◆ Exercise instructions ◆
From the line with "a typed error." to the line with "holds routes leaving", retype every line exactly, including those two, and leave out the rest of the data below.

Saved data entries
"""

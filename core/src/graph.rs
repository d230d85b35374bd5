use std::collections::HashMap;

use crate::error::{Error, Result};

/// Interned town index. Dense: `0..town_count()`.
pub type TownId = u32;

/// Distance carried by a single route.
pub type Distance = u32;

/// A directed route in the adjacency list.
///
/// In `outgoing` lists `destination` is the far end of the route; in
/// `incoming` lists it is the origin.
#[derive(Debug, Clone, Copy, PartialEq, Eq)]
pub struct Route {
    pub destination: TownId,
    pub distance: Distance,
}

/// One `(from, to, distance)` triple as supplied to [`Graph::from_edges`].
///
/// The distance is signed so that negative values coming from a parser can be
/// rejected here with a typed error.
#[derive(Debug, Clone, PartialEq, Eq)]
pub struct EdgeRecord {
    pub from: String,
    pub to: String,
    pub distance: i64,
}

impl EdgeRecord {
    pub fn new(from: impl Into<String>, to: impl Into<String>, distance: i64) -> Self {
        Self {
            from: from.into(),
            to: to.into(),
            distance,
        }
    }
}

/// Immutable route graph: town label interning + per-town outgoing routes.
///
/// Routes are stored in both directions: `outgoing[a]` holds routes leaving
/// `a`, `incoming[b]` holds routes arriving at `b`. Every town seen as an
/// origin or destination has an entry in both, possibly empty. Routes keep the
/// order of the input edge list.
#[derive(Debug, Clone)]
pub struct Graph {
    outgoing: Vec<Vec<Route>>,
    incoming: Vec<Vec<Route>>,
    labels: Vec<String>,
    town_index: HashMap<String, TownId>,
    /// `zero_cycle[t]` is true when `t` lies on a cycle of zero-distance routes.
    zero_cycle: Vec<bool>,
}

impl Graph {
    /// Build a graph from edge records, in input order.
    ///
    /// Fails on the first record with an empty endpoint label or a distance
    /// outside `0..=u32::MAX`. Nothing is returned on failure.
    pub fn from_edges<I>(edges: I) -> Result<Self>
    where
        I: IntoIterator<Item = EdgeRecord>,
    {
        let mut graph = Self {
            outgoing: Vec::new(),
            incoming: Vec::new(),
            labels: Vec::new(),
            town_index: HashMap::new(),
            zero_cycle: Vec::new(),
        };

        for (index, edge) in edges.into_iter().enumerate() {
            let from = edge.from.trim();
            let to = edge.to.trim();
            if from.is_empty() || to.is_empty() {
                return Err(Error::MalformedEdge {
                    index,
                    reason: "town label is empty".to_string(),
                });
            }
            let distance = Distance::try_from(edge.distance).map_err(|_| Error::MalformedEdge {
                index,
                reason: format!("distance {} is not a non-negative 32-bit integer", edge.distance),
            })?;

            let origin = graph.intern_town(from);
            let destination = graph.intern_town(to);
            graph.outgoing[origin as usize].push(Route {
                destination,
                distance,
            });
            graph.incoming[destination as usize].push(Route {
                destination: origin,
                distance,
            });
        }

        graph.zero_cycle = graph.find_zero_cycles();

        tracing::debug!(
            towns = graph.town_count(),
            routes = graph.route_count(),
            zero_cycles = graph.has_zero_cycle(),
            "route graph built"
        );

        Ok(graph)
    }

    /// Intern a town label, returning its compact ID.
    fn intern_town(&mut self, label: &str) -> TownId {
        if let Some(&id) = self.town_index.get(label) {
            return id;
        }
        let id = self.labels.len() as TownId;
        self.labels.push(label.to_string());
        self.town_index.insert(label.to_string(), id);
        self.outgoing.push(Vec::new());
        self.incoming.push(Vec::new());
        id
    }

    /// Mark towns that can return to themselves over zero-distance routes only.
    fn find_zero_cycles(&self) -> Vec<bool> {
        let n = self.outgoing.len();
        let mut marked = vec![false; n];

        for origin in 0..n {
            let mut stack: Vec<usize> = self.zero_targets(origin).collect();
            if stack.is_empty() {
                continue;
            }
            let mut seen = vec![false; n];
            while let Some(town) = stack.pop() {
                if town == origin {
                    marked[origin] = true;
                    break;
                }
                if !seen[town] {
                    seen[town] = true;
                    stack.extend(self.zero_targets(town));
                }
            }
        }

        marked
    }

    fn zero_targets(&self, town: usize) -> impl Iterator<Item = usize> + '_ {
        self.outgoing[town]
            .iter()
            .filter(|r| r.distance == 0)
            .map(|r| r.destination as usize)
    }

    /// Resolve a town label to its ID.
    pub fn town_id(&self, label: &str) -> Option<TownId> {
        self.town_index.get(label).copied()
    }

    /// Resolve a town label, failing with [`Error::UnknownTown`] if absent.
    pub fn resolve(&self, label: &str) -> Result<TownId> {
        self.town_id(label)
            .ok_or_else(|| Error::UnknownTown(label.to_string()))
    }

    /// Label of an interned town.
    pub fn town_label(&self, id: TownId) -> Option<&str> {
        self.labels.get(id as usize).map(|s| s.as_str())
    }

    pub fn contains(&self, label: &str) -> bool {
        self.town_index.contains_key(label)
    }

    /// Outgoing routes of a town, in input order.
    pub fn neighbors(&self, label: &str) -> Result<&[Route]> {
        let id = self.resolve(label)?;
        Ok(self.routes_from(id))
    }

    /// Outgoing routes by ID. Unknown IDs have no routes.
    pub fn routes_from(&self, id: TownId) -> &[Route] {
        self.outgoing
            .get(id as usize)
            .map(|v| v.as_slice())
            .unwrap_or(&[])
    }

    /// Routes arriving at a town by ID; each `destination` is the origin.
    pub fn routes_into(&self, id: TownId) -> &[Route] {
        self.incoming
            .get(id as usize)
            .map(|v| v.as_slice())
            .unwrap_or(&[])
    }

    /// Town labels in first-seen order (index == [`TownId`]).
    pub fn towns(&self) -> impl Iterator<Item = &str> {
        self.labels.iter().map(|s| s.as_str())
    }

    pub fn town_count(&self) -> usize {
        self.labels.len()
    }

    pub fn route_count(&self) -> usize {
        self.outgoing.iter().map(|v| v.len()).sum()
    }

    pub fn has_zero_cycle(&self) -> bool {
        self.zero_cycle.iter().any(|&z| z)
    }

    pub(crate) fn on_zero_cycle(&self, id: TownId) -> bool {
        self.zero_cycle.get(id as usize).copied().unwrap_or(false)
    }
}

#[cfg(test)]
mod tests {
    use super::*;

    fn edges(routes: &[(&str, &str, i64)]) -> Vec<EdgeRecord> {
        routes.iter().map(|&(from, to, d)| EdgeRecord::new(from, to, d)).collect()
    }

    fn assert_send_sync<T: Send + Sync>() {}

    #[test]
    fn test_graph_is_send_sync() {
        assert_send_sync::<Graph>();
    }

    #[test]
    fn test_graph_shared_across_threads() {
        let g = Graph::from_edges(edges(&[("A", "B", 5), ("B", "A", 4)])).unwrap();
        std::thread::scope(|s| {
            let handles: Vec<_> = (0..4)
                .map(|_| s.spawn(|| g.neighbors("A").map(|r| r.len())))
                .collect();
            for h in handles {
                assert_eq!(h.join().unwrap().unwrap(), 1);
            }
        });
    }

    #[test]
    fn test_incoming_routes() {
        let g = Graph::from_edges(edges(&[("A", "C", 5), ("B", "C", 2), ("C", "A", 1)])).unwrap();
        let c = g.town_id("C").unwrap();
        let origins: Vec<(&str, u32)> = g
            .routes_into(c)
            .iter()
            .map(|r| (g.town_label(r.destination).unwrap(), r.distance))
            .collect();
        assert_eq!(origins, vec![("A", 5), ("B", 2)]);
        // B has no incoming routes but is present
        assert!(g.routes_into(g.town_id("B").unwrap()).is_empty());
        assert!(g.routes_into(42).is_empty());
    }

    #[test]
    fn test_build_registers_both_endpoints() {
        let g = Graph::from_edges(edges(&[("A", "B", 5), ("B", "C", 4)])).unwrap();
        assert_eq!(g.town_count(), 3);
        assert_eq!(g.route_count(), 2);
        assert!(g.contains("C"));
        // C only appears as a destination but is still queryable
        assert!(g.neighbors("C").unwrap().is_empty());
    }

    #[test]
    fn test_routes_keep_input_order() {
        let g = Graph::from_edges(edges(&[("A", "D", 5), ("A", "B", 3), ("A", "C", 1)])).unwrap();
        let dests: Vec<&str> = g
            .neighbors("A")
            .unwrap()
            .iter()
            .map(|r| g.town_label(r.destination).unwrap())
            .collect();
        assert_eq!(dests, vec!["D", "B", "C"]);
    }

    #[test]
    fn test_towns_first_seen_order() {
        let g = Graph::from_edges(edges(&[("B", "A", 1), ("C", "B", 1)])).unwrap();
        let towns: Vec<&str> = g.towns().collect();
        assert_eq!(towns, vec!["B", "A", "C"]);
        assert_eq!(g.town_id("A"), Some(1));
        assert_eq!(g.town_label(2), Some("C"));
        assert_eq!(g.town_label(9), None);
    }

    #[test]
    fn test_labels_are_trimmed() {
        let g = Graph::from_edges(edges(&[(" A ", "B", 1)])).unwrap();
        assert!(g.contains("A"));
    }

    #[test]
    fn test_empty_graph() {
        let g = Graph::from_edges(Vec::new()).unwrap();
        assert_eq!(g.town_count(), 0);
        assert_eq!(g.route_count(), 0);
        assert!(!g.has_zero_cycle());
    }

    #[test]
    fn test_neighbors_unknown_town() {
        let g = Graph::from_edges(edges(&[("A", "B", 5)])).unwrap();
        match g.neighbors("Z") {
            Err(Error::UnknownTown(t)) => assert_eq!(t, "Z"),
            other => panic!("expected UnknownTown, got {:?}", other),
        }
    }

    #[test]
    fn test_routes_from_unknown_id() {
        let g = Graph::from_edges(edges(&[("A", "B", 5)])).unwrap();
        assert!(g.routes_from(42).is_empty());
    }

    #[test]
    fn test_negative_distance_rejected() {
        let err = Graph::from_edges(edges(&[("A", "B", 5), ("B", "C", -1)])).unwrap_err();
        match err {
            Error::MalformedEdge { index, .. } => assert_eq!(index, 1),
            other => panic!("expected MalformedEdge, got {:?}", other),
        }
    }

    #[test]
    fn test_oversized_distance_rejected() {
        let err = Graph::from_edges(edges(&[("A", "B", i64::from(u32::MAX) + 1)])).unwrap_err();
        assert!(matches!(err, Error::MalformedEdge { index: 0, .. }));
    }

    #[test]
    fn test_empty_label_rejected() {
        let err = Graph::from_edges(edges(&[("A", "  ", 5)])).unwrap_err();
        assert!(matches!(err, Error::MalformedEdge { index: 0, .. }));
        let err = Graph::from_edges(edges(&[("", "B", 5)])).unwrap_err();
        assert!(matches!(err, Error::MalformedEdge { index: 0, .. }));
    }

    #[test]
    fn test_duplicate_routes_kept() {
        let g = Graph::from_edges(edges(&[("A", "B", 5), ("A", "B", 2)])).unwrap();
        let routes = g.neighbors("A").unwrap();
        assert_eq!(routes.len(), 2);
        assert_eq!(routes[0].distance, 5);
    }

    #[test]
    fn test_zero_cycle_detection() {
        let g = Graph::from_edges(edges(&[("A", "B", 0), ("B", "A", 0), ("B", "C", 0)])).unwrap();
        assert!(g.has_zero_cycle());
        assert!(g.on_zero_cycle(g.town_id("A").unwrap()));
        assert!(g.on_zero_cycle(g.town_id("B").unwrap()));
        assert!(!g.on_zero_cycle(g.town_id("C").unwrap()));
    }

    #[test]
    fn test_zero_self_loop_is_cycle() {
        let g = Graph::from_edges(edges(&[("A", "A", 0)])).unwrap();
        assert!(g.has_zero_cycle());
    }

    #[test]
    fn test_zero_edges_without_cycle() {
        let g = Graph::from_edges(edges(&[("A", "B", 0), ("B", "A", 1)])).unwrap();
        assert!(!g.has_zero_cycle());
    }
}
use anyhow::Result;
use clap::ValueEnum;
use serde::Serialize;
use trainroute_core::RouteDistance;

use crate::report::{Answer, ReportLine};

#[derive(Debug, Clone, Copy, PartialEq, Eq, ValueEnum)]
pub enum Format {
    Text,
    Json,
}

/// Text form of a distance: the number, or `NO SUCH ROUTE`.
pub fn distance_str(d: RouteDistance) -> String {
    match d {
        RouteDistance::Found(d) => d.to_string(),
        RouteDistance::NoRoute => "NO SUCH ROUTE".to_string(),
    }
}

pub fn answer_str(answer: Answer) -> String {
    match answer {
        Answer::Distance(d) => distance_str(d),
        Answer::Trips(n) => n.to_string(),
    }
}

pub fn render_report(lines: &[ReportLine], format: Format) -> Result<String> {
    match format {
        Format::Text => Ok(lines
            .iter()
            .map(|l| format!("Output #{}: {}", l.number, answer_str(l.answer)))
            .collect::<Vec<_>>()
            .join("\n")),
        Format::Json => Ok(serde_json::to_string_pretty(lines)?),
    }
}

#[derive(Serialize)]
struct SingleAnswer<'a> {
    query: &'a str,
    answer: Answer,
}

/// Render a single answer: plain value in text mode, an object in JSON mode.
pub fn render_answer(query: &str, answer: Answer, format: Format) -> Result<String> {
    match format {
        Format::Text => Ok(answer_str(answer)),
        Format::Json => Ok(serde_json::to_string_pretty(&SingleAnswer { query, answer })?),
    }
}

#[cfg(test)]
mod tests {
    use super::*;

    fn lines() -> Vec<ReportLine> {
        vec![
            ReportLine {
                number: 1,
                query: "distance of route A-B".to_string(),
                answer: Answer::Distance(RouteDistance::Found(5)),
            },
            ReportLine {
                number: 2,
                query: "distance of route A-E".to_string(),
                answer: Answer::Distance(RouteDistance::NoRoute),
            },
            ReportLine {
                number: 3,
                query: "trips".to_string(),
                answer: Answer::Trips(4),
            },
        ]
    }

    #[test]
    fn test_render_report_text() {
        let text = render_report(&lines(), Format::Text).unwrap();
        assert_eq!(text, "Output #1: 5\nOutput #2: NO SUCH ROUTE\nOutput #3: 4");
    }

    #[test]
    fn test_render_report_json() {
        let json = render_report(&lines(), Format::Json).unwrap();
        let value: serde_json::Value = serde_json::from_str(&json).unwrap();
        assert_eq!(value[0]["answer"]["status"], "found");
        assert_eq!(value[0]["answer"]["distance"], 5);
        assert_eq!(value[1]["answer"]["status"], "no_route");
        assert_eq!(value[2]["answer"], 4);
    }

    #[test]
    fn test_render_answer() {
        let answer = Answer::Trips(7);
        assert_eq!(render_answer("trips", answer, Format::Text).unwrap(), "7");
        let json = render_answer("trips", answer, Format::Json).unwrap();
        let value: serde_json::Value = serde_json::from_str(&json).unwrap();
        assert_eq!(value["query"], "trips");
        assert_eq!(value["answer"], 7);
    }

    #[test]
    fn test_distance_str() {
        assert_eq!(distance_str(RouteDistance::Found(0)), "0");
        assert_eq!(distance_str(RouteDistance::NoRoute), "NO SUCH ROUTE");
    }
}
use thiserror::Error;

/// Errors raised while building a graph or answering a query.
///
/// An unreachable destination is not an error: distance queries report it as
/// [`RouteDistance::NoRoute`](crate::RouteDistance::NoRoute).
#[derive(Debug, Error)]
pub enum Error {
    /// The town label never appeared as an edge endpoint.
    #[error("unknown town '{0}'")]
    UnknownTown(String),

    /// An edge record was rejected during graph construction.
    /// `index` is the zero-based position of the record in the input.
    #[error("malformed edge #{index}: {reason}")]
    MalformedEdge { index: usize, reason: String },

    /// A raw edge line could not be parsed. `line` is 1-based.
    #[error("malformed input at line {line}: {reason}")]
    MalformedInput { line: usize, reason: String },

    #[error("a route needs at least two towns, got {len}")]
    RouteTooShort { len: usize },

    /// Walks from `start` reach a cycle of zero-distance routes inside the
    /// distance bound, so the bound never cuts them off.
    #[error("trips from '{start}' to '{end}' are unbounded: a zero-distance cycle is reachable")]
    UnboundedTrips { start: String, end: String },

    #[error(transparent)]
    Io(#[from] std::io::Error),
}

pub type Result<T> = std::result::Result<T, Error>;
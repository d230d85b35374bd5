use std::path::Path;
use std::time::Instant;

use anyhow::{Context, Result};
use trainroute_core::Graph;

/// Read an edge-list file and build the route graph.
pub fn load_graph(path: &Path) -> Result<Graph> {
    let start = Instant::now();

    let edges = trainroute_core::load_edges(path)
        .with_context(|| format!("failed to read edge list '{}'", path.display()))?;
    let graph = Graph::from_edges(edges)
        .with_context(|| format!("invalid edge list '{}'", path.display()))?;

    tracing::info!(
        path = %path.display(),
        towns = graph.town_count(),
        routes = graph.route_count(),
        load_time_ms = start.elapsed().as_secs_f64() * 1000.0,
        "route graph loaded"
    );

    Ok(graph)
}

"""

◆ Task result ◆
/// rejected here with a typed error.
#[derive(Debug, Clone, PartialEq, Eq)]
pub struct EdgeRecord {
    pub from: String,
    pub to: String,
    pub distance: i64,
}

impl EdgeRecord {
    pub fn new(from: impl Into<String>, to: impl Into<String>, distance: i64) -> Self {
        Self {
            from: from.into(),
            to: to.into(),
            distance,
        }
    }
}

/// Immutable route graph: town label interning + per-town outgoing routes.
///
/// Routes are stored in both directions: `outgoing[a]` holds routes leaving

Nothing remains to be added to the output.